= Hasculf de Tany =

12th-century castellan of the Tower of London

Hasculf de Tany (sometimes Harscoit or de Tani; died about 1140) was an Anglo-Norman feudal baron who lived in medieval England, in the region of London. He is believed to have been castellan of the Tower of London.

==Family connections and marriage==
Based upon his name, and that of his son Graelen, Hasculf's family may have had ancestry in Brittany. However they came to England from Tanis, in the Avranchin in Normandy, close to Mont Saint-Michel and the frontier with Brittany. It has been proposed that he was a close relative, perhaps even son, of Otuel fitzCount, whose father Hugh d'Avranches was viscount of that region, and that they were both related to the Suligny family, who were also from there. He had contemporaries in England with the same second name who were probably related, named Picot de Tanis, and Juliana de Tanis.

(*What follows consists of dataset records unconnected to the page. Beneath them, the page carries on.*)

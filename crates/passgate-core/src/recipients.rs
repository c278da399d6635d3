//! Recipient confirmation.
//!
//! Before a secret is encrypted the operator is shown who will be able to
//! read it and asked to approve. Lookup problems for single recipients are
//! reported but do not block the question; the returned list is never
//! filtered.

use std::collections::HashMap;
use std::io::{BufRead, Write};

use tracing::{debug, warn};

use crate::confirm::Confirmation;
use crate::traits::{KeyRing, KeyRingError, PasswordPrompt, PromptError};
use crate::types::KeyInfo;

/// Error returned when recipients were not approved.
///
/// Both variants carry the recipient list so the caller can report it,
/// but any error means the encryption must not go ahead.
#[derive(Debug, thiserror::Error)]
pub enum RecipientsError {
    /// The operator declined.
    #[error("user aborted")]
    Aborted {
        /// The recipients that were shown.
        recipients: Vec<String>,
    },

    /// No answer could be read.
    #[error("failed to confirm recipients: {source}")]
    Prompt {
        /// The console failure.
        #[source]
        source: PromptError,
        /// The recipients that were shown.
        recipients: Vec<String>,
    },
}

impl RecipientsError {
    /// The recipient list the confirmation was asked for.
    pub fn recipients(&self) -> &[String] {
        match self {
            RecipientsError::Aborted { recipients } => recipients,
            RecipientsError::Prompt { recipients, .. } => recipients,
        }
    }

    /// Whether the operator explicitly said no.
    pub fn is_aborted(&self) -> bool {
        matches!(self, RecipientsError::Aborted { .. })
    }
}

impl<R: BufRead, W: Write, P: PasswordPrompt> Confirmation<R, W, P> {
    /// Ask the operator to approve the recipients of `name`.
    ///
    /// With no-confirm enabled the list is returned untouched without any
    /// output or input. Otherwise the list is sorted, every recipient is
    /// looked up and shown, and a single yes/no question defaulting to yes
    /// is asked. On approval the sorted list is returned with nothing
    /// removed, including recipients whose lookup failed.
    pub fn confirm_recipients<K>(
        &mut self,
        keyring: &K,
        name: &str,
        mut recipients: Vec<String>,
    ) -> Result<Vec<String>, RecipientsError>
    where
        K: KeyRing + ?Sized,
    {
        if self.no_confirm {
            debug!(entry = name, count = recipients.len(), "Skipping recipient confirmation");
            return Ok(recipients);
        }

        recipients.sort();
        match self.review_recipients(keyring, name, &recipients) {
            Ok(true) => Ok(recipients),
            Ok(false) => {
                debug!(entry = name, "Recipients declined");
                Err(RecipientsError::Aborted { recipients })
            }
            Err(source) => Err(RecipientsError::Prompt { source, recipients }),
        }
    }

    fn review_recipients<K>(
        &mut self,
        keyring: &K,
        name: &str,
        recipients: &[String],
    ) -> Result<bool, PromptError>
    where
        K: KeyRing + ?Sized,
    {
        self.console
            .write_line(format_args!("Encrypting {} for these recipients:", name))?;
        for recipient in recipients {
            match keyring.list_public_keys(recipient) {
                Err(e) => {
                    warn!(recipient = %recipient, error = %e, "Recipient lookup failed");
                    self.console.write_line(&e)?;
                }
                Ok(keys) => match keys.first() {
                    Some(key) => self.console.write_line(format_args!(" - {}", key.one_line()))?,
                    None => self
                        .console
                        .write_line(format_args!("key not found {}", recipient))?,
                },
            }
        }
        self.console.write_line("")?;

        self.console.ask_for_bool("Do you want to continue?", true)
    }
}

/// A fixed in-memory key ring for testing.
///
/// # Example
///
/// ```
/// use passgate_core::recipients::MockKeyRing;
/// use passgate_core::traits::KeyRing;
/// use passgate_core::types::KeyInfo;
///
/// let keyring = MockKeyRing::new()
///     .with_public_key("alice@example.com", KeyInfo::new("ABCDEF0123456789", "Alice"));
///
/// assert_eq!(keyring.list_public_keys("alice@example.com").unwrap().len(), 1);
/// assert!(keyring.list_public_keys("nobody").unwrap().is_empty());
/// ```
#[derive(Debug, Clone, Default)]
pub struct MockKeyRing {
    public: HashMap<String, Vec<KeyInfo>>,
    public_errors: HashMap<String, String>,
    private: Vec<KeyInfo>,
    private_error: Option<String>,
}

impl MockKeyRing {
    /// Create an empty key ring.
    pub fn new() -> Self {
        Self::default()
    }

    /// Add a public key found under `id`.
    pub fn with_public_key(mut self, id: impl Into<String>, key: KeyInfo) -> Self {
        self.public.entry(id.into()).or_default().push(key);
        self
    }

    /// Make lookups of `id` fail with `message`.
    pub fn failing_public_key(mut self, id: impl Into<String>, message: impl Into<String>) -> Self {
        self.public_errors.insert(id.into(), message.into());
        self
    }

    /// Set the private keys.
    pub fn with_private_keys(mut self, keys: Vec<KeyInfo>) -> Self {
        self.private = keys;
        self
    }

    /// Make private key listing fail with `message`.
    pub fn failing_private_keys(mut self, message: impl Into<String>) -> Self {
        self.private_error = Some(message.into());
        self
    }
}

impl KeyRing for MockKeyRing {
    fn list_public_keys(&self, id: &str) -> Result<Vec<KeyInfo>, KeyRingError> {
        if let Some(message) = self.public_errors.get(id) {
            return Err(KeyRingError::Backend(message.clone()));
        }
        Ok(self.public.get(id).cloned().unwrap_or_default())
    }

    fn list_private_keys(&self) -> Result<Vec<KeyInfo>, KeyRingError> {
        match &self.private_error {
            Some(message) => Err(KeyRingError::Backend(message.clone())),
            None => Ok(self.private.clone()),
        }
    }
}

Hasculf married Matilda (or Maud), whose parentage is the subject of different speculations, and she was the mother of Hasculf's son and heir Graelen. Charles Travis Clay demonstrated that Matilda was almost certainly also the mother, apparently from an earlier husband, of Edward of Salisbury the younger, who was noted to be the elder brother of Graelen de Tanys in a 1202 legal case concerning claims by Edward's descendants to be heirs to lands in the barony of Crich. On this basis Clay believed she was a co-heiress of Ralph fitz Hubert, the lord of the feudal barony of Crich in the Domesday Book of 1086. Because of his name, her earlier husband is often believed to be Edward of Salisbury the elder, an older man of the same name as her son.

Indications of a family connection to the Domesday Baron John fitzWaleran are implied by the grant, after his death, made by Hasculf de Tany's widow Matilda and son Graelan of the church of Fyfield in Essex to Bermondsey Priory. They also confirmed the gift of Roger the knight of John fitzWaleran who had given the tithes of Fyfield to that monastery.

==Castellan in London==
In about 1115–1117, "Asciulus de Taneyo" was a witness together with Otuel fitzCount in a concord involving Gilbert, abbot of Westminster.

A man named Aschuill and described as the successor of Otuel fitzCount as custodian of the tower, is believed to have been Hasculf de Tany. This would mean he became castellan of the Tower of London after the death of Otuel in 1120. In late 1136 or early 1137 this Aschuill was tried before King Stephen of England and the Lord Chancellor Roger le Poer, accused by the Holy Trinity Priory in London of confiscating land belonging to the priory. In the end, the priory regained custody of their land.

In the 1129/30 Pipe Roll, Hasculf appears several times. He was pardoned from paying Danegeld in Essex and Middlesex. This record also indicates that before 1130 Hasculf was involved in a dispute with Rualon d'Avranches over some lands in Essex, which was resolved after a court case in which was levied a fine of 60 marks and a warhorse on Rualon.

Also around 1130 Hasculf de Tany was a witness on London's first royal charter of liberties, granted by Henry I.

After Hasculf's death, the castellany of the Tower went to Geoffrey de Mandeville, the 1st Earl of Essex, and was held to be hereditary.

==Death and legacy==
Hasculf was dead sometime between 1136/7, when he was involved in the legal case against Holy Trinity Priory, and 1141 when the empress Maud granted Geoffrey de Mandeville, the fief and serjeantry lands which Hasculf de Tani held in England on the day when he had died, which Graelan and his mother were then said to be holding.

Graelan thus became a tenant lord under Mandeville holding seven and a half knights' fees, but by 1166 he once again held these lands directly from the king as a feudal baron. As noted by Stacy, the most recent editor of the 1166 baronial charters, the Tany barony, "with its caput at Aveley (Essex), comprised lands in Essex and Cambridgeshire" and its subordination under Mandeville by King Stephen and Empress Matilda "is unlikely to have survived the earl's revolt in 1143-4".

Graelen was succeeded by his son Hasculf and then his grandson Gilbert, who died in 1221 with no male heir. The barony was subsequently divided.

Hasculf also appears to have had a second son, Gilbert de Tanis, who was father to a younger Graelen in subsequent generations.